What the task asks:
Keep only the lines from the top of the listing through the one with "environment variable name", and reproduce them unaltered.

Source information:
○ ○ ○

//! Configuration for the Relay trading agent

pub mod rpc;

use crate::tokens::{addresses, chains};
use crate::{Error, Result};
use serde::{Deserialize, Serialize};
use std::path::Path;
use std::time::Duration;

// Re-export RPC config
pub use rpc::RpcConfig;

/// OpenServ platform API key environment variable name
pub const OPENSERV_API_KEY_ENV: &str = "OPENSERV_API_KEY";

/// OpenServ platform API URL override
pub const OPENSERV_API_URL_ENV: &str = "OPENSERV_API_URL";

/// Target chain parameters
#[derive(Debug, Clone, Serialize, Deserialize)]
#[serde(default)]
pub struct ChainConfig {
    /// Human-readable chain name
    pub name: String,
    /// EVM chain ID
    pub chain_id: u64,
    /// Chain tag used by DexScreener
    pub search_tag: String,
    /// Stablecoin contract address
    pub stable_address: String,
    /// Prefix a transaction hash is appended to
    pub explorer_tx_url: String,
    /// JSON-RPC endpoint; when unset the environment decides (Base only)
    #[serde(skip_serializing_if = "Option::is_none")]
    pub rpc_url: Option<String>,
}

impl ChainConfig {
    pub fn explorer_url(&self, tx_hash: &str) -> String {
        format!("{}{}", self.explorer_tx_url, tx_hash)
    }

    /// On-chain address of an input currency
    pub fn currency_address(&self, currency: crate::tokens::InputCurrency) -> &str {
        match currency {
            crate::tokens::InputCurrency::Native => addresses::NATIVE,
            crate::tokens::InputCurrency::Stable => &self.stable_address,
        }
    }

    /// RPC endpoint for this chain: `rpc_url` first, then the environment
    pub fn rpc_endpoint<'a>(&'a self, rpc: &'a RpcConfig) -> Result<&'a str> {
        if let Some(url) = self.rpc_url.as_deref().filter(|u| !u.is_empty()) {
            return Ok(url);
        }
        rpc.get(self.chain_id).ok_or_else(|| {
            Error::Config(format!(
                "No RPC URL for chain {}; set chain.rpc_url",
                self.chain_id
            ))
        })
    }
}

impl Default for ChainConfig {
    fn default() -> Self {
        Self {
            name: "Base".to_string(),
            chain_id: chains::BASE,
            search_tag: chains::BASE_TAG.to_string(),
            stable_address: addresses::USDC_BASE.to_string(),
            explorer_tx_url: "https://basescan.org/tx/".to_string(),
            rpc_url: None,
        }
    }
}

/// Remote service endpoints
#[derive(Debug, Clone, Serialize, Deserialize)]
#[serde(default)]
pub struct Endpoints {
    /// Relay Protocol API (currency list + quotes)
    pub relay_api_url: String,
    /// DexScreener API
    pub dexscreener_api_url: String,
    /// OpenServ platform API (agent secrets)
    pub openserv_api_url: String,
}

impl Default for Endpoints {
    fn default() -> Self {
        Self {
            relay_api_url: "https://api.relay.link".to_string(),
            dexscreener_api_url: "https://api.dexscreener.com".to_string(),
            openserv_api_url: "https://api.openserv.ai".to_string(),
        }
    }
}

/// Trading defaults and limits
#[derive(Debug, Clone, Serialize, Deserialize)]
#[serde(default)]
pub struct TradingConfig {
    /// Slippage used when the caller supplies none (2.0 = 2%)
    pub default_slippage_percent: f64,
    /// Calls requesting more slippage than this are blocked
    pub max_slippage_percent: f64,
    /// Referrer tag sent with quote requests
    pub referrer: String,
}

impl Default for TradingConfig {
    fn default() -> Self {
        Self {
            default_slippage_percent: 2.0,
            max_slippage_percent: 50.0,
            referrer: "openserv-relay-agent".to_string(),
        }
    }
}

/// Outbound call limits
#[derive(Debug, Clone, Serialize, Deserialize)]
#[serde(default)]
pub struct HttpConfig {
    /// Timeout for every HTTP request (seconds)
    pub request_timeout_secs: u64,
    /// How long to wait for a broadcast transaction to be mined (seconds)
    pub receipt_timeout_secs: u64,
}

impl HttpConfig {
    pub fn request_timeout(&self) -> Duration {
        Duration::from_secs(self.request_timeout_secs)
    }

    pub fn receipt_timeout(&self) -> Duration {
        Duration::from_secs(self.receipt_timeout_secs)
    }

    /// Build the shared HTTP client used by all remote collaborators
    pub fn build_client(&self) -> Result<reqwest::Client> {
        reqwest::Client::builder()
            .timeout(self.request_timeout())
            .user_agent(concat!("relay-trading-agent/", env!("CARGO_PKG_VERSION")))
            .build()
            .map_err(|e| Error::Config(format!("Failed to build HTTP client: {}", e)))
    }
}

impl Default for HttpConfig {
    fn default() -> Self {
        Self {
            request_timeout_secs: 20,
            receipt_timeout_secs: 120,
        }
    }
}

/// Main configuration
#[derive(Debug, Clone, Serialize, Deserialize, Default)]
pub struct Config {
    /// Target chain
    #[serde(default)]
    pub chain: ChainConfig,
    /// Remote endpoints
    #[serde(default)]
    pub endpoints: Endpoints,
    /// Trading defaults
    #[serde(default)]
    pub trading: TradingConfig,
    /// Timeouts
    #[serde(default)]
    pub http: HttpConfig,
    /// Path to audit log file (JSONL); disabled when unset
    #[serde(default)]
    pub audit_log_path: Option<String>,
}

impl Config {
    /// Load from a JSON file, falling back to defaults for missing sections
    pub fn from_file(path: &Path) -> Result<Self> {
        let content = std::fs::read_to_string(path)
            .map_err(|e| Error::Config(format!("{}: {}", path.display(), e)))?;
        serde_json::from_str(&content)
            .map_err(|e| Error::Config(format!("{}: {}", path.display(), e)))
    }

    /// Apply environment overrides
    pub fn with_env_overrides(mut self) -> Self {
        if let Ok(url) = std::env::var(OPENSERV_API_URL_ENV) {
            tracing::debug!("Using OPENSERV_API_URL for secret store");
            self.endpoints.openserv_api_url = url;
        }
        self
    }

    /// Read the OpenServ API key (never part of the config file)
    pub fn openserv_api_key() -> Option<String> {
        std::env::var(OPENSERV_API_KEY_ENV)
            .ok()
            .filter(|key| !key.trim().is_empty())
    }
}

○ ○ ○

Answer box:
//! Configuration for the Relay trading agent

pub mod rpc;

use crate::tokens::{addresses, chains};
use crate::{Error, Result};
use serde::{Deserialize, Serialize};
use std::path::Path;
use std::time::Duration;

// Re-export RPC config
pub use rpc::RpcConfig;

/// OpenServ platform API key environment variable name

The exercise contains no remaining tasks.